• [What is required]: Find and copy each line of the data that includes "struct".

________________________

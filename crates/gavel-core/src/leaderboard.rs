//! Leaderboard ranking
//!
//! The ranker is a pure function over its input list. Entries are sorted
//! descending by aggregated percentage; rank is 1-based and dense, and equal
//! percentages keep their input order. Callers supply submissions ordered by
//! creation time, so the documented tie-break is earliest-submitted-wins.

use std::collections::HashMap;

use chrono::{DateTime, Utc};
use serde::{Deserialize, Serialize};

use crate::error::{GavelError, Result};
use crate::rubric::Rubric;
use crate::scoring::{aggregate_scores, normalize_judge_score, Score};
use crate::submission::Submission;

/// Percentage scale ceiling; entries are already normalized to 0-100
pub const MAX_POSSIBLE_SCORE: f64 = 100.0;

/// Input to the ranker: one aggregated submission
#[derive(Debug, Clone, PartialEq)]
pub struct RankInput {
    pub submission_id: String,
    pub team_name: String,
    pub percentage: f64,
}

/// One ranked leaderboard row (derived, recomputed on demand)
#[derive(Debug, Clone, Serialize, Deserialize)]
pub struct LeaderboardEntry {
    pub id: String,
    pub submission_id: String,
    pub team_name: String,
    pub total_score: f64,
    pub max_possible_score: f64,
    pub percentage: f64,
    pub rank: u32,
    pub last_updated: DateTime<Utc>,
}

/// The full ranked leaderboard for an event
#[derive(Debug, Clone, Serialize, Deserialize)]
pub struct Leaderboard {
    pub event_id: String,
    pub enabled: bool,
    pub entries: Vec<LeaderboardEntry>,
    pub last_updated: DateTime<Utc>,
}

/// Sort descending by percentage and assign dense 1-based ranks.
///
/// The sort is stable, so equal percentages resolve to input order. `now` is
/// the single computation timestamp stamped on every entry.
pub fn rank_entries(mut inputs: Vec<RankInput>, now: DateTime<Utc>) -> Vec<LeaderboardEntry> {
    inputs.sort_by(|a, b| b.percentage.total_cmp(&a.percentage));

    inputs
        .into_iter()
        .enumerate()
        .map(|(index, input)| LeaderboardEntry {
            id: input.submission_id.clone(),
            submission_id: input.submission_id,
            team_name: input.team_name,
            total_score: input.percentage,
            max_possible_score: MAX_POSSIBLE_SCORE,
            percentage: input.percentage,
            rank: index as u32 + 1,
            last_updated: now,
        })
        .collect()
}

/// Compute the full leaderboard from loaded rows.
///
/// `submissions` must be ordered by creation time (the tie-break order).
/// Each score is normalized against the rubric it references - the rubric in
/// effect when the judge scored. Submissions with no scores are excluded
/// entirely rather than ranked at zero; incomplete judging should not
/// penalize an entry against fully-judged peers.
pub fn build_leaderboard(
    event_id: &str,
    enabled: bool,
    submissions: &[Submission],
    scores_by_submission: &HashMap<String, Vec<Score>>,
    rubrics: &HashMap<String, Rubric>,
    now: DateTime<Utc>,
) -> Result<Leaderboard> {
    let mut inputs = Vec::new();

    for submission in submissions {
        let scores = scores_by_submission
            .get(&submission.id)
            .map(Vec::as_slice)
            .unwrap_or_default();

        let mut percentages = Vec::with_capacity(scores.len());
        for score in scores {
            let rubric = rubrics.get(&score.rubric_id).ok_or_else(|| {
                GavelError::not_found("rubric", &score.rubric_id)
            })?;
            percentages.push(normalize_judge_score(rubric, &score.raw_scores));
        }

        if let Some(percentage) = aggregate_scores(&percentages) {
            inputs.push(RankInput {
                submission_id: submission.id.clone(),
                team_name: submission.team_name.clone(),
                percentage,
            });
        }
    }

    Ok(Leaderboard {
        event_id: event_id.to_string(),
        enabled,
        entries: rank_entries(inputs, now),
        last_updated: now,
    })
}
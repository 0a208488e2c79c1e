//! Utilities for records output format
//!
//! Records output is line-oriented: one `H` header line per command, then
//! one tagged line per row (`R` rubric, `C` criterion, `S` submission,
//! `A` assignment, `E` leaderboard entry).

use crate::leaderboard::LeaderboardEntry;
use crate::rubric::Criterion;

/// Escape double quotes in a string for records format.
/// Replaces `"` with `\"` to allow safe embedding in quoted fields.
pub fn escape_quotes(s: &str) -> String {
    s.replace('\"', r#"\""#)
}

/// Format the records header line
pub fn format_header(store: &str, mode: &str) -> String {
    format!("H gavel=1 records=1 store={} mode={}", store, mode)
}

/// Format a criterion line: `C <id> weight=<w> max=<m> "<name>"`
pub fn format_criterion_line(criterion: &Criterion) -> String {
    format!(
        "C {} weight={} max={} \"{}\"",
        criterion.id,
        criterion.weight,
        criterion.max_score,
        escape_quotes(&criterion.name)
    )
}

/// Format a leaderboard entry line: `E <rank> <submission-id> <pct> "<team>"`
pub fn format_entry_line(entry: &LeaderboardEntry) -> String {
    format!(
        "E {} {} {:.2} \"{}\"",
        entry.rank,
        entry.submission_id,
        entry.percentage,
        escape_quotes(&entry.team_name)
    )
}
//! Output format handling for gavel
//!
//! Supports three output formats:
//! - human: Readable, concise output for terminal use
//! - json: Stable, machine-readable JSON
//! - records: Line-oriented format optimized for scripts and LLM context

use std::fmt;
use std::str::FromStr;

use serde::{Deserialize, Serialize};

use crate::error::GavelError;

/// Output format for gavel commands
#[derive(Debug, Clone, Copy, PartialEq, Eq, Default, Serialize, Deserialize)]
#[serde(rename_all = "lowercase")]
pub enum OutputFormat {
    /// Human-readable output (default)
    #[default]
    Human,
    /// JSON output for machine consumption
    Json,
    /// Records output for scripts and LLM context injection
    Records,
}

impl FromStr for OutputFormat {
    type Err = GavelError;

    fn from_str(s: &str) -> Result<Self, Self::Err> {
        match s.to_lowercase().as_str() {
            "human" => Ok(OutputFormat::Human),
            "json" => Ok(OutputFormat::Json),
            "records" => Ok(OutputFormat::Records),
            other => Err(GavelError::UnknownFormat(other.to_string())),
        }
    }
}

impl fmt::Display for OutputFormat {
    fn fmt(&self, f: &mut fmt::Formatter<'_>) -> fmt::Result {
        match self {
            OutputFormat::Human => write!(f, "human"),
            OutputFormat::Json => write!(f, "json"),
            OutputFormat::Records => write!(f, "records"),
        }
    }
}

________________________

• [Written answer]:
pub struct RankInput {
pub struct LeaderboardEntry {
pub struct Leaderboard {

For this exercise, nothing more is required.